Student minister Nikki Snels wants to balance the labor market
The labor market has changed significantly in recent decades, but legislation and regulations are lagging behind. It is time to change that, says TiU student Nikki Snels. She started as student minister of Social Affairs and Employment in the unofficial Student Cabinet, and she has made a scientifically substantiated proposal to politicians in The Hague. “It should be easier to transfer to a new job.”
Suddenly it was there: a Student Cabinet (Dutch only). While there is barely a decent formation going on in The Hague, there are already fourteen student ministers at their posts. Not that they are there to do politics. And they are not ministers either. The situation is slightly different.
“It’s a campaign stunt, with which we hope to start a discussion,” says TiU student in Labour Law & Employment Relations Nikki Snels. She represents Tilburg University as Minister of Social Affairs and Employment.
The goal of the campaign? To bring scientific research and education to the attention of politicians in The Hague. Because that is where a new government must be formed in the coming period, which will determine new policy for the coming years.
And in doing so, it would be good to take a closer look at scientific insights. To give you a head start, every student minister has a (scientifically substantiated) plan for the future. These are compiled in a ‘coalition agreement’.
You have grand plans. Zero greenhouse gas emissions, balancing the labor market, involving all citizens in democratic decision-making. How can this be achieved?
“The plans are big because they are long-term challenges. We’re basing it on research and giving it a direction. It’s a vision. We say: this is where a solution can be found. You can’t copy this one to one. In the end, you still have to figure it all out and a lot of small changes precede it.”
Your plan is to balance the Dutch labor market. What goes wrong now?
“The labor market has changed due to globalization and technological developments. For example, the Netherlands has a record number of flexible employment contracts. We need to start adjusting the system.”
How do you envision that?
“A lot of research is being done on the job-to-job transition. How do you keep the period of unemployment as short as possible and ensure that people easily transfer to a new job? And shouldn’t job security, for example, change to employment security?
“I look at transition payments and make the comparison with Sweden. There they have funds that guide employees from job to job. That starts when they are still working, but the dismissal is imminent.

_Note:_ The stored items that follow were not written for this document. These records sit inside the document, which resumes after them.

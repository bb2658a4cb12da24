//! SBI HTTP/2 Server
//!
//! HTTP/2 server implementation using hyper for SBI communication.

use std::convert::Infallible;
use std::future::Future;
use std::net::SocketAddr;
use std::pin::Pin;
use std::sync::Arc;

use bytes::Bytes;
use http_body_util::{BodyExt, Full, LengthLimitError, Limited};
use hyper::body::{Body, Incoming};
use hyper::server::conn::http2;
use hyper::service::Service;
use hyper::{Request, Response, StatusCode};
use hyper_util::rt::{TokioExecutor, TokioIo};
use tokio::net::TcpListener;
use tokio::sync::{oneshot, Mutex};

use crate::constants::{cause, content_type, status};
use crate::error::{SbiError, SbiResult};
use crate::message::{ProblemDetails, SbiHeader, SbiHttpMessage, SbiRequest, SbiResponse};

/// Default upper bound on a request body, in octets
pub const OGS_SBI_MAX_BODY_SIZE: usize = 64 * 1024;

/// Server configuration
#[derive(Debug, Clone)]
pub struct SbiServerConfig {
    /// Bind address
    pub addr: SocketAddr,
    /// Request bodies above this size are answered with 413
    pub max_body_size: usize,
}

impl Default for SbiServerConfig {
    fn default() -> Self {
        Self::new(SocketAddr::from(([127, 0, 0, 1], 7777)))
    }
}

impl SbiServerConfig {
    /// Create a new server configuration
    pub fn new(addr: SocketAddr) -> Self {
        Self {
            addr,
            max_body_size: OGS_SBI_MAX_BODY_SIZE,
        }
    }

    pub fn with_max_body_size(mut self, max_body_size: usize) -> Self {
        self.max_body_size = max_body_size;
        self
    }

    /// Create configuration with host and port
    pub fn with_host_port(host: impl AsRef<str>, port: u16) -> SbiResult<Self> {
        let host = host.as_ref();
        // Bare IPv6 literals need brackets before the port is appended
        let addr = if host.contains(':') && !host.starts_with('[') {
            format!("[{}]:{}", host, port)
        } else {
            format!("{}:{}", host, port)
        };
        let addr: SocketAddr = addr
            .parse()
            .map_err(|e| SbiError::InvalidUri(format!("Invalid address: {}", e)))?;
        Ok(Self::new(addr))
    }
}

/// Request handler trait
pub trait SbiRequestHandler: Send + Sync + 'static {
    /// Handle an incoming SBI request
    fn handle(&self, request: SbiRequest) -> Pin<Box<dyn Future<Output = SbiResponse> + Send>>;
}

/// Function-based request handler
impl<F, Fut> SbiRequestHandler for F
where
    F: Fn(SbiRequest) -> Fut + Send + Sync + 'static,
    Fut: Future<Output = SbiResponse> + Send + 'static,
{
    fn handle(&self, request: SbiRequest) -> Pin<Box<dyn Future<Output = SbiResponse> + Send>> {
        Box::pin(self(request))
    }
}

/// Hyper service wrapper
struct SbiService<H: SbiRequestHandler> {
    handler: Arc<H>,
    max_body_size: usize,
}

impl<H: SbiRequestHandler> Clone for SbiService<H> {
    fn clone(&self) -> Self {
        Self {
            handler: self.handler.clone(),
            max_body_size: self.max_body_size,
        }
    }
}

impl<H: SbiRequestHandler> Service<Request<Incoming>> for SbiService<H> {
    type Response = Response<Full<Bytes>>;
    type Error = Infallible;
    type Future = Pin<Box<dyn Future<Output = Result<Self::Response, Self::Error>> + Send>>;

    fn call(&self, req: Request<Incoming>) -> Self::Future {
        let handler = self.handler.clone();
        let max_body_size = self.max_body_size;

        Box::pin(async move {
            let sbi_response = match convert_request(req, max_body_size).await {
                Ok(sbi_request) => handler.handle(sbi_request).await,
                Err(response) => response,
            };
            Ok(convert_response(sbi_response))
        })
    }
}

/// Convert hyper request to SbiRequest
///
/// The body is read through a length limit; an oversized body yields the
/// 413 response to send instead of a request.
async fn convert_request<B>(
    req: Request<B>,
    max_body_size: usize,
) -> Result<SbiRequest, SbiResponse>
where
    B: Body<Data = Bytes>,
    B::Error: Into<Box<dyn std::error::Error + Send + Sync>>,
{
    let method = req.method().to_string();
    let uri = req.uri().to_string();

    // Extract headers
    let mut http = SbiHttpMessage::new();
    for (key, value) in req.headers() {
        if let Ok(v) = value.to_str() {
            http.set_header(key.to_string(), v.to_string());
        }
    }

    // Extract query parameters
    if let Some(query) = req.uri().query() {
        for pair in query.split('&') {
            if let Some((key, value)) = pair.split_once('=') {
                http.set_param(key.to_string(), value.to_string());
            }
        }
    }

    // Read body
    match Limited::new(req.into_body(), max_body_size).collect().await {
        Ok(body) => {
            let bytes = body.to_bytes();
            if !bytes.is_empty() {
                http.set_content(String::from_utf8_lossy(&bytes).to_string());
            }
        }
        Err(e) if e.is::<LengthLimitError>() => {
            log::warn!("{} {}: request body exceeds {} octets", method, uri, max_body_size);
            return Err(send_error(
                status::PAYLOAD_TOO_LARGE,
                "Payload Too Large",
                &format!("Request body exceeds {} octets", max_body_size),
                None,
            ));
        }
        Err(e) => log::warn!("Failed to read request body: {}", e),
    }

    Ok(SbiRequest {
        header: SbiHeader::with_method_uri(method, uri),
        http,
    })
}

/// Convert SbiResponse to hyper response
fn convert_response(sbi_response: SbiResponse) -> Response<Full<Bytes>> {
    let mut builder = Response::builder().status(sbi_response.status);

    for (key, value) in &sbi_response.http.headers {
        builder = builder.header(key.as_str(), value.as_str());
    }

    let body = sbi_response
        .http
        .content
        .map(|c| Full::new(Bytes::from(c)))
        .unwrap_or_else(|| Full::new(Bytes::new()));

    builder.body(body).unwrap_or_else(|e| {
        log::error!("Failed to build HTTP response: {}", e);
        let mut response = Response::new(Full::new(Bytes::from("Internal Server Error")));
        *response.status_mut() = StatusCode::INTERNAL_SERVER_ERROR;
        response
    })
}

/// Server state
enum ServerState {
    Stopped,
    Running(oneshot::Sender<()>),
}

/// SBI Server - HTTP/2 (prior knowledge) server for SBI communication
pub struct SbiServer {
    config: SbiServerConfig,
    state: Arc<Mutex<ServerState>>,
}

impl SbiServer {
    /// Create a new SBI server
    pub fn new(config: SbiServerConfig) -> Self {
        Self {
            config,
            state: Arc::new(Mutex::new(ServerState::Stopped)),
        }
    }

    /// Get the server configuration
    pub fn config(&self) -> &SbiServerConfig {
        &self.config
    }

    /// Start the server with a request handler
    ///
    /// Returns the bound address, which differs from the configured one
    /// when port 0 was requested.
    pub async fn start<H: SbiRequestHandler>(&self, handler: H) -> SbiResult<SocketAddr> {
        let mut state = self.state.lock().await;

        if matches!(*state, ServerState::Running(_)) {
            return Err(SbiError::ServerError("Server already running".to_string()));
        }

        let listener = TcpListener::bind(self.config.addr)
            .await
            .map_err(|e| SbiError::ServerError(format!("Failed to bind: {}", e)))?;
        let local_addr = listener.local_addr()?;

        let (shutdown_tx, mut shutdown_rx) = oneshot::channel();
        *state = ServerState::Running(shutdown_tx);
        drop(state);

        let handler = Arc::new(handler);
        let max_body_size = self.config.max_body_size;

        tokio::spawn(async move {
            loop {
                tokio::select! {
                    result = listener.accept() => {
                        match result {
                            Ok((stream, peer)) => {
                                log::debug!("SBI connection from {}", peer);
                                let io = TokioIo::new(stream);
                                let service = SbiService {
                                    handler: handler.clone(),
                                    max_body_size,
                                };

                                tokio::spawn(async move {
                                    if let Err(e) = http2::Builder::new(TokioExecutor::new())
                                        .serve_connection(io, service)
                                        .await
                                    {
                                        log::warn!("HTTP/2 connection error: {}", e);
                                    }
                                });
                            }
                            Err(e) => {
                                log::error!("Accept error: {}", e);
                            }
                        }
                    }
                    _ = &mut shutdown_rx => {
                        break;
                    }
                }
            }
        });

        Ok(local_addr)
    }

    /// Stop the server
    pub async fn stop(&self) -> SbiResult<()> {
        let mut state = self.state.lock().await;

        if let ServerState::Running(shutdown_tx) =
            std::mem::replace(&mut *state, ServerState::Stopped)
        {
            let _ = shutdown_tx.send(());
        }

        Ok(())
    }

    /// Check if the server is running
    pub async fn is_running(&self) -> bool {
        let state = self.state.lock().await;
        matches!(*state, ServerState::Running(_))
    }
}

/// Build an error response with a ProblemDetails body
pub fn send_error(status: u16, title: &str, detail: &str, cause: Option<&str>) -> SbiResponse {
    let problem = ProblemDetails::with_status(status as i32)
        .with_title(title)
        .with_detail(detail);

    let problem = if let Some(c) = cause {
        problem.with_cause(c)
    } else {
        problem
    };

    match serde_json::to_string(&problem) {
        Ok(body) => SbiResponse::with_status(status)
            .with_body(body, content_type::APPLICATION_PROBLEM_JSON),
        Err(_) => SbiResponse::with_status(status),
    }
}

/// Send a 400 Bad Request error response
pub fn send_bad_request(detail: &str, cause: Option<&str>) -> SbiResponse {
    send_error(status::BAD_REQUEST, "Bad Request", detail, cause)
}

/// Send a 403 Forbidden error response
pub fn send_forbidden(detail: &str, cause: Option<&str>) -> SbiResponse {
    send_error(status::FORBIDDEN, "Forbidden", detail, cause)
}

/// Send a 404 Not Found error response
pub fn send_not_found(detail: &str, cause: Option<&str>) -> SbiResponse {
    send_error(status::NOT_FOUND, "Not Found", detail, cause)
}

/// Send a 405 Method Not Allowed error response
pub fn send_method_not_allowed(method: &str, resource: &str) -> SbiResponse {
    send_error(
        status::METHOD_NOT_ALLOWED,
        "Method Not Allowed",
        &format!("Method {} not allowed for resource {}", method, resource),
        Some(cause::METHOD_NOT_ALLOWED),
    )
}

/// Send a 500 Internal Server Error response
pub fn send_internal_error(detail: &str, cause: Option<&str>) -> SbiResponse {
    send_error(status::INTERNAL_SERVER_ERROR, "Internal Server Error", detail, cause)
}

/// Send a 501 Not Implemented error response
pub fn send_not_implemented(detail: &str) -> SbiResponse {
    send_error(
        status::NOT_IMPLEMENTED,
        "Not Implemented",
        detail,
        Some(cause::NOT_IMPLEMENTED),
    )
}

“In Sweden, they are much more organized into unions. As a result, they can do this. I have researched whether we can also set up these funds in the Netherlands, where far fewer people are affiliated to trade unions. By not addressing it at the collective labor agreement level, but at the legal level. A premium for employers and workers could be an option for this.”
Working people, not employees. So everyone should get help transitioning to new work, not just people in permanent employment?
“Yes, the guidance must be independent of the type of employment contract and must be available to everyone. Now you still see that someone has a certain contract, and therefore, is or is not eligible for something. We need to close that gap.”
There is now a ‘coalition agreement’ regarding your plans. Are you going to take action, or are you going to buttonhole Mark Rutte?
“We still have to see what we will do next, in consultation with the VSNU. We do hope to reach The Hague. There are already many responses coming in. We have also handed over our coalition agreement to Minister Van Engelshoven of the Ministry of Education, Culture and Science. That is a very good step.”